Bu blog sitesine yer verilen İslâmî bilgilerden, maalesef yanlış olarak bilgilenmiş insanların doğru bir şekilde bilgilenmeleri ve belirli bir zaman öncesinden beri ortaya çıkmış yanlış fikirlerin revaç bulmalarını sağlamak isteyen insanlara karşı Ehl-i Sünnet kaynakları doğrultusunda deliller sunularak reddiyede bulunmak suretiyle İslâmî hakikatlerin ortaya çıkarılması amaçlanmaktadır.
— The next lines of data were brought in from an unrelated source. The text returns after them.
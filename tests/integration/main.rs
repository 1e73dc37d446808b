//! Integration test driver for `tests/integration/` submodule.
//!
//! Each `mod` below maps to a file that exercises a specific subsystem
//! against mock adapters or the simulated I2C bus.  All tests run on the
//! host (x86_64) with no real hardware required.

mod executor_tests;
mod mock_hw;
mod service_tests;
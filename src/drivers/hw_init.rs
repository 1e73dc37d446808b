//! One-shot hardware initialization.
//!
//! Configures the direct GPIOs (buzzer, flow sensor), installs the flow
//! sensor ISR, and probes the optional I2C devices.  Called once from
//! `main()` before any task is spawned.

#[cfg(target_os = "espidf")]
use esp_idf_svc::sys::*;
use embedded_hal::i2c::I2c;
use log::{info, warn};

use crate::bus::SharedBus;
use crate::config::Capabilities;
use crate::flow::PulseCounter;
use crate::pins;

// ── Error type ────────────────────────────────────────────────

/// Errors during one-shot peripheral initialization.
#[derive(Debug, Clone, Copy, PartialEq, Eq)]
pub enum HwInitError {
    GpioConfigFailed(i32),
    IsrInstallFailed(i32),
}

impl core::fmt::Display for HwInitError {
    fn fmt(&self, f: &mut core::fmt::Formatter<'_>) -> core::fmt::Result {
        match self {
            Self::GpioConfigFailed(rc) => write!(f, "GPIO config failed (rc={})", rc),
            Self::IsrInstallFailed(rc) => write!(f, "GPIO ISR service install failed (rc={})", rc),
        }
    }
}

impl std::error::Error for HwInitError {}

// ── GPIO ──────────────────────────────────────────────────────

#[cfg(target_os = "espidf")]
pub fn init_gpio() -> Result<(), HwInitError> {
    let buzzer = gpio_config_t {
        pin_bit_mask: 1u64 << pins::BUZZER_GPIO,
        mode: gpio_mode_t_GPIO_MODE_OUTPUT,
        pull_up_en: gpio_pullup_t_GPIO_PULLUP_DISABLE,
        pull_down_en: gpio_pulldown_t_GPIO_PULLDOWN_DISABLE,
        intr_type: gpio_int_type_t_GPIO_INTR_DISABLE,
    };
    // SAFETY: called once from main() before any task exists.
    let ret = unsafe { gpio_config(&buzzer) };
    if ret != ESP_OK as i32 {
        return Err(HwInitError::GpioConfigFailed(ret));
    }
    unsafe { gpio_set_level(pins::BUZZER_GPIO, 0) };

    let flow = gpio_config_t {
        pin_bit_mask: 1u64 << pins::FLOW_METER_GPIO,
        mode: gpio_mode_t_GPIO_MODE_INPUT,
        pull_up_en: gpio_pullup_t_GPIO_PULLUP_ENABLE,
        pull_down_en: gpio_pulldown_t_GPIO_PULLDOWN_DISABLE,
        intr_type: gpio_int_type_t_GPIO_INTR_POSEDGE,
    };
    let ret = unsafe { gpio_config(&flow) };
    if ret != ESP_OK as i32 {
        return Err(HwInitError::GpioConfigFailed(ret));
    }

    info!("hw_init: GPIO configured (buzzer={}, flow={})", pins::BUZZER_GPIO, pins::FLOW_METER_GPIO);
    Ok(())
}

#[cfg(not(target_os = "espidf"))]
pub fn init_gpio() -> Result<(), HwInitError> {
    info!("hw_init(sim): GPIO init skipped");
    Ok(())
}

// ── Flow sensor ISR ───────────────────────────────────────────

#[cfg(target_os = "espidf")]
unsafe extern "C" fn flow_gpio_isr(arg: *mut core::ffi::c_void) {
    // SAFETY: `arg` is the `&'static PulseCounter` registered below.
    let counter = unsafe { &*(arg as *const PulseCounter) };
    counter.on_edge();
}

/// Route rising edges on the flow pin into `counter`.
#[cfg(target_os = "espidf")]
pub fn init_flow_isr(counter: &'static PulseCounter) -> Result<(), HwInitError> {
    // SAFETY: ESP_ERR_INVALID_STATE means the service is already
    // installed.  The handler only touches atomics in a 'static counter.
    unsafe {
        let ret = gpio_install_isr_service(0);
        if ret != ESP_OK as i32 && ret != ESP_ERR_INVALID_STATE as i32 {
            return Err(HwInitError::IsrInstallFailed(ret));
        }
        let arg = core::ptr::from_ref(counter).cast_mut().cast::<core::ffi::c_void>();
        let ret = gpio_isr_handler_add(pins::FLOW_METER_GPIO, Some(flow_gpio_isr), arg);
        if ret != ESP_OK as i32 {
            return Err(HwInitError::IsrInstallFailed(ret));
        }
        gpio_intr_enable(pins::FLOW_METER_GPIO);
    }
    info!("hw_init: flow ISR installed");
    Ok(())
}

#[cfg(not(target_os = "espidf"))]
pub fn init_flow_isr(_counter: &'static PulseCounter) -> Result<(), HwInitError> {
    info!("hw_init(sim): flow ISR skipped");
    Ok(())
}

// ── I2C capability probe ──────────────────────────────────────

/// Probe each optional I2C device with an address-only write.
pub fn probe_capabilities<I: I2c>(bus: &SharedBus<I>) -> Capabilities {
    let caps = Capabilities {
        has_rtc: bus.probe(pins::RTC_I2C_ADDR),
        has_eeprom: bus.probe(pins::EEPROM_I2C_ADDR),
        has_display: bus.probe(pins::DISPLAY_I2C_ADDR),
        has_mcp: bus.probe(pins::MCP_I2C_ADDR),
    };
    for (present, name) in [
        (caps.has_rtc, "RTC"),
        (caps.has_eeprom, "EEPROM"),
        (caps.has_display, "display"),
        (caps.has_mcp, "I/O expander"),
    ] {
        if present {
            info!("hw_init: {} found", name);
        } else {
            warn!("hw_init: {} not found", name);
        }
    }
    caps
}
Allâh rısazı için gayret bizden, hidayet ise Yüce Allâh'tandır.

17 Temmuz 2008 Perşembe

Dini Bilgilerin usulünce nasıl öğrenilmesi gerektiğine dair

Bir hadis-i şerifte mealen şöyle geçmektedir: "Kendi kadrini bilip de o ölçüde duraklayan (o ölçüyü aşmayan) adama Allâh rahmet eylesin."

Allâh bizleri bu hadis-i şerife göre amel edenlerden eylesin.
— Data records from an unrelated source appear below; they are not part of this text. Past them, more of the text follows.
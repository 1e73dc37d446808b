//! Port traits: the hexagonal boundary between domain logic and the outside world.
//!
//! ```text
//!   Adapter ──▶ Port trait ──▶ WateringExecutor / AppService (domain)
//! ```
//!
//! Driven adapters (relay expander, clock, EEPROM, log output) implement
//! these traits.  The executor and the application service consume them
//! via generics, so the domain core never touches hardware directly.
//! Delays are the `embedded-hal` [`DelayNs`](embedded_hal::delay::DelayNs)
//! trait and need no port of their own.

use core::fmt;

use crate::config::Settings;
use crate::error::{BusError, Error, StorageError, ValidationError};
use crate::schedule::ClockTime;

// ───────────────────────────────────────────────────────────────
// Actuator bus (domain → relays)
// ───────────────────────────────────────────────────────────────

/// Logical output level; the adapter maps it to the relay polarity.
#[derive(Debug, Clone, Copy, PartialEq, Eq)]
pub enum OutputLevel {
    On,
    Off,
}

impl OutputLevel {
    pub const fn is_on(self) -> bool {
        matches!(self, Self::On)
    }
}

/// Valves and pump on one index space (`0..VALVE_COUNT` valves, then the
/// pump).  Every call is one bounded bus transaction.
pub trait ActuatorBus {
    fn set_output(&mut self, index: u8, level: OutputLevel) -> Result<(), BusError>;

    fn set_all_outputs(&mut self, level: OutputLevel) -> Result<(), BusError>;

    /// Bitmap of energized outputs.
    fn output_state(&self) -> u16;
}

impl<T: ActuatorBus + ?Sized> ActuatorBus for &mut T {
    fn set_output(&mut self, index: u8, level: OutputLevel) -> Result<(), BusError> {
        T::set_output(self, index, level)
    }

    fn set_all_outputs(&mut self, level: OutputLevel) -> Result<(), BusError> {
        T::set_all_outputs(self, level)
    }

    fn output_state(&self) -> u16 {
        T::output_state(self)
    }
}

// ───────────────────────────────────────────────────────────────
// Clock source (wall clock ↔ domain)
// ───────────────────────────────────────────────────────────────

#[derive(Debug, Clone, Copy, PartialEq, Eq)]
pub enum ClockError {
    /// The clock chip did not answer.
    Bus(BusError),
    /// The chip returned, or was asked to hold, an impossible date.
    InvalidTime,
}

impl fmt::Display for ClockError {
    fn fmt(&self, f: &mut fmt::Formatter<'_>) -> fmt::Result {
        match self {
            Self::Bus(e) => write!(f, "clock bus error: {e}"),
            Self::InvalidTime => write!(f, "invalid clock time"),
        }
    }
}

impl From<BusError> for ClockError {
    fn from(e: BusError) -> Self {
        Self::Bus(e)
    }
}

impl From<ClockError> for Error {
    fn from(e: ClockError) -> Self {
        match e {
            ClockError::Bus(b) => Self::Bus(b),
            ClockError::InvalidTime => Self::Validation(ValidationError::OutOfRange("time")),
        }
    }
}

/// Wall-clock time in local civil time.  The scheduler depends only on
/// this, never on a particular clock chip.
pub trait ClockSource {
    fn now(&self) -> Result<ClockTime, ClockError>;

    /// Set the clock to local epoch seconds.
    fn set(&mut self, unix: i64) -> Result<(), ClockError>;
}

impl<T: ClockSource + ?Sized> ClockSource for &mut T {
    fn now(&self) -> Result<ClockTime, ClockError> {
        T::now(self)
    }

    fn set(&mut self, unix: i64) -> Result<(), ClockError> {
        T::set(self, unix)
    }
}

// ───────────────────────────────────────────────────────────────
// Watering log (domain → log output)
// ───────────────────────────────────────────────────────────────

/// One completed plant watering.
#[derive(Debug, Clone, Copy, PartialEq)]
pub struct LogRecord {
    pub timestamp: i64,
    pub label: &'static str,
    pub plant_id: u8,
    pub volume_ml: f32,
    pub duration_s: u32,
}

/// Append-only sink for watering records.
pub trait WateringLogger {
    fn record(&mut self, record: LogRecord);
}

impl<T: WateringLogger + ?Sized> WateringLogger for &mut T {
    fn record(&mut self, record: LogRecord) {
        T::record(self, record);
    }
}

// ───────────────────────────────────────────────────────────────
// Settings store (domain ↔ persistent storage)
// ───────────────────────────────────────────────────────────────

/// Loads and persists [`Settings`].
///
/// Implementations validate before persisting and must be idempotent:
/// saving what was just loaded leaves the stored bytes unchanged.
pub trait SettingsStore {
    fn load(&mut self) -> Result<Settings, StorageError>;

    fn save(&mut self, settings: &Settings) -> Result<(), StorageError>;
}

impl<T: SettingsStore + ?Sized> SettingsStore for &mut T {
    fn load(&mut self) -> Result<Settings, StorageError> {
        T::load(self)
    }

    fn save(&mut self, settings: &Settings) -> Result<(), StorageError> {
        T::save(self, settings)
    }
}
Bu hadisten anlaşılır ki örneğin kişi ilimdeki seviyesinin ne olduğunu bilip de ona göre davranırsa yani fetva vermeye ehil olmadığı halde fetva vermekten kaçınırsa ve ilim ehlinin ağzından duymadığı hususları bilmediği için, söylemekten kaçınırsa bu davranışıyla Peygamber Efendimizin (sallallâhu aleyhi ve sellem) dua etmiş olduğu kişiler arasında yer alır.

Birilerinden ilim alınacaksa gerçek alimlerden veya gerçek alimlerden öğrenmiş insanlardan alınmalıdır. Bir hadis-i şerifte mealen geçer ki: "Alimler Peygamberlerin mirasçılarıdır."
Yani Peygamberler miras olarak ilmi geride bırakmışlardır, başka şeyi (mal-mülkü) değil. İlim hususunda ise alimler büyük pay sahibidirler.

Ünlü olan hadis hafızı Hatîb el-Bağdadî der ki: "İlim ancak alimlerin ağızlarından alınır."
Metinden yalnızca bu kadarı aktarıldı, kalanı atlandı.